I think the crowd got a lot of excitement from that but the way that has been outlawed has been good for football because it means the skilful players can flourish a bit more, though probably the tackles are made at a faster pace now than before.

“You do still get horrible injuries and that won’t change because it is a contact sport. But unless a player is very unfortunate, they will more often than not be able to come back from them these days. When I played, a broken leg meant at least a year out and probably you were ever going to be the same again, but you look at that terrible injury Cisse had for Liverpool last year, it looked horrific, yet he was back inside six months like nothing had happened.

If that had happened to him in 1964 instead of 2004, he’d have probably never walked again, never mind not played again. He’d have had a plaster cast from the top of his leg down and been in that for months, and just waited for nature to take its course. I don’t know exactly how they treated Cisse, but it certainly worked wonders for him.

“Things started to move on in the 1970s. In 1971, just after Arsenal did the double, their coach, Don Howe, came to Albion as manager and he brought George Wright, the physio, with him - that was when it really began to get more professional here, they introduced ideas that are still used now. George upped the ante a hundredfold.

He had all the say on whether you were fit or not, not the manager. If he thought you could stand up to a game, he’d pass you fit, but if he thought you’d struggle, then he’d tell the gaffer not to pick you.

The treatment was very hands on, not relying on injections so much. If you were injured, George would treat you but he’d work you at the same time. If you had a bad ankle, he wouldn’t just let you rest, he’d work your upper body instead to keep that in condition while you were resting your ankle.

That was unheard of.
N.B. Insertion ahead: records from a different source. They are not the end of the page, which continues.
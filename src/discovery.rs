//! Finds capture files in the cases directory.

use std::io;
use std::path::{Path, PathBuf};

use regex::Regex;
use tracing::debug;
use walkdir::WalkDir;

use crate::config::DiscoveryPatterns;
use crate::errors::HarnessError;

/// Scans a single directory level for capture files.
#[derive(Debug)]
pub struct TestDiscoverer;

impl TestDiscoverer {
    /// Returns files matching the primary pattern, or the legacy pattern when
    /// nothing matches the primary one. Results are sorted.
    ///
    /// A missing directory is reported as having no test files.
    pub fn discover_test_files<P: AsRef<Path>>(
        root: P,
        patterns: &DiscoveryPatterns,
    ) -> Result<Vec<PathBuf>, HarnessError> {
        let root = root.as_ref();
        let primary = Self::matching_files(root, &patterns.primary)?;
        if !primary.is_empty() {
            return Ok(primary);
        }

        debug!(pattern = %patterns.legacy, "no primary matches, trying legacy pattern");
        let legacy = Self::matching_files(root, &patterns.legacy)?;
        if legacy.is_empty() {
            return Err(HarnessError::NoTestFiles {
                dir: root.to_path_buf(),
            });
        }
        Ok(legacy)
    }

    fn matching_files(root: &Path, pattern: &str) -> Result<Vec<PathBuf>, HarnessError> {
        let matcher = pattern_regex(pattern)?;
        let mut files = Vec::new();
        for entry in WalkDir::new(root).min_depth(1).max_depth(1) {
            let entry = match entry {
                Ok(entry) => entry,
                Err(err) if err.depth() == 0 && is_not_found(&err) => break,
                Err(source) => {
                    return Err(HarnessError::Discovery {
                        dir: root.to_path_buf(),
                        source,
                    })
                }
            };

            if !entry.file_type().is_file() {
                continue;
            }
            if matcher.is_match(&entry.file_name().to_string_lossy()) {
                files.push(entry.into_path());
            }
        }
        files.sort();
        Ok(files)
    }
}

fn is_not_found(err: &walkdir::Error) -> bool {
    err.io_error()
        .is_some_and(|io| io.kind() == io::ErrorKind::NotFound)
}

/// Compiles a file-name pattern where `*` stands for any run of characters.
/// Everything else matches literally, and the whole name must match.
pub fn pattern_regex(pattern: &str) -> Result<Regex, HarnessError> {
    let body = pattern
        .split('*')
        .map(regex::escape)
        .collect::<Vec<_>>()
        .join(".*");
    Regex::new(&format!("(?s)^{body}$")).map_err(|source| HarnessError::Pattern {
        pattern: pattern.to_owned(),
        source,
    })
}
In my early days, if you were injured badly enough that you couldn’t train with the rest of the lads, you didn’t do anything, they’d just treat your injury, you’d sit there reading the paper while they put some heat on your ankle or whatever, and then it was rest, rest, rest, nothing other than that.

“George was bang up to date with modern methods, everything was totally professional where it had probably been a bit lackadaisical before that. All we ever had in my early days was heat, a machine that looked like a Dalek and they’d use that to apply heat to the muscle or whatever, and then you rested.

If it had been something where you were laid up for a month say, by the time you got back and could start working the injured part again, you were out of condition and you had to work all your body to get fit again. Under George, there was less of that because he’d kept the rest of you in shape.

Apart from the obvious reasons, once George came in, you didn’t want to be injured because he worked you harder than when you were training normally, you were back every afternoon for long periods, having treatment, doing your rehab.

“Diet was something that changed a lot over time as well. Your pre-match meal when I played was always steak, without fail, maybe baked beans and toast as well, but you always had steak.

Things improved as it went on and by the late 1960s, you got a bit of variety – you could have chicken or steak! I hate to think how much toast you’d have as well, loads of it, but now of course, people have told us that that’s the last kind of thing you want to be eating.

Don Howe was the first to bring any attention to your diet when he came in. He got shot of the steaks, he had us eating corn flakes, fruit salad, pasta. And we got relegated, so it worked a treat!

I had my problems with Don, that’s well documented, but he was ahead of his time in a lot of the things he did, probably too much so, tried to do too much too quickly and we couldn’t handle all the different things he wanted us doing. Nowadays, it’s part of the players’ lives. It’s moved on light years.”